I have started jogging. Recently jogging a 5k and loved it! I am addicted to the gym. I haven't had a soda since Januray 1st. I haven't eaten fast food, mostly because I don't crave it. I now crave carrots and hummus.

I can't say Advocare fixed everything but ADvocare did get me on the healthy track. It has helped me find the path I need to be on. I am now known as the Advocare junkie in my family. My parents and cousin get tired of the "what products do you need to order?" or the "Have you tried....?" questions. I am now in love with my Thermoplus, Carbease (a PCOS girls dream!), MNS, and now the slim. I am a long way from my goal but I will get it this year not only because I love the products but because I love the people that I know won't give up on me.
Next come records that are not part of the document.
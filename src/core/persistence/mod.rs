pub mod config;
pub mod credentials;
pub mod export;
//! Provider raw record → canonical `ResourceCostRecord` mapping.
//!
//! Every function here is pure: no clock, no I/O, same input → same output.

pub mod aws_normalizer;
pub mod azure_normalizer;
pub mod field_helpers;
pub mod gcp_normalizer;

use chrono::{DateTime, Utc};
use tracing::warn;

use crate::domain::common::model::{Provider, RawRecord, ResourceCostRecord};
use crate::errors::SchemaError;

use self::field_helpers::{lookup, parse_timestamp};

pub fn normalize(raw: &RawRecord, provider: Provider) -> Result<ResourceCostRecord, SchemaError> {
    match provider {
        Provider::Aws => aws_normalizer::normalize_aws(raw),
        Provider::Azure => azure_normalizer::normalize_azure(raw),
        Provider::Gcp => gcp_normalizer::normalize_gcp(raw),
    }
}

/// Usage start of a raw record, if present and parseable.
pub fn usage_start(raw: &RawRecord, provider: Provider) -> Option<DateTime<Utc>> {
    let path = match provider {
        Provider::Aws => aws_normalizer::USAGE_START,
        Provider::Azure => azure_normalizer::USAGE_DATE,
        Provider::Gcp => gcp_normalizer::USAGE_START,
    };
    parse_timestamp(lookup(raw, path)?.as_str()?)
}

#[derive(Debug, Default)]
pub struct NormalizedBatch {
    pub records: Vec<ResourceCostRecord>,
    pub skipped: usize,
}

impl NormalizedBatch {
    /// Normalizes one record, logging and counting it when rejected.
    pub fn push_raw(&mut self, raw: &RawRecord, provider: Provider) {
        match normalize(raw, provider) {
            Ok(record) => self.records.push(record),
            Err(e) => {
                warn!(provider = %provider, error = %e, "Skipping malformed record");
                self.skipped += 1;
            }
        }
    }

    /// True when records arrived but none survived normalization.
    pub fn all_rejected(&self) -> bool {
        self.records.is_empty() && self.skipped > 0
    }
}

pub fn normalize_batch<'a, I>(raws: I, provider: Provider) -> NormalizedBatch
where
    I: IntoIterator<Item = &'a RawRecord>,
{
    let mut batch = NormalizedBatch::default();
    for raw in raws {
        batch.push_raw(raw, provider);
    }
    batch
}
Was it hard to get to where I was. OMG yes. I was miserable the first few days of January. (Later found out that PCOS enjoys messing with your digestive tract and it doesn't like when you change things) But I had a friend give a good example to me. The 24 day challenge is like going to a drug rehab center. Those first few days are like a crack addict going cold turkey. Your body craves everything to are trying to get away from and it is going to hate you when you take the bad things away. But give it time and just like the addict you will feel so much better. And the more you go the more you become addicted to living the new lifestyle.

Anyone reading this. You can do this! If I can, you can. Don't stop if you have a bad day. Don't give up on yourself. This is the longest I have ever been on a healthy lifestyle kick and I am not stopping any time soon. This is the time to invest in yourself. To make yourself healthy!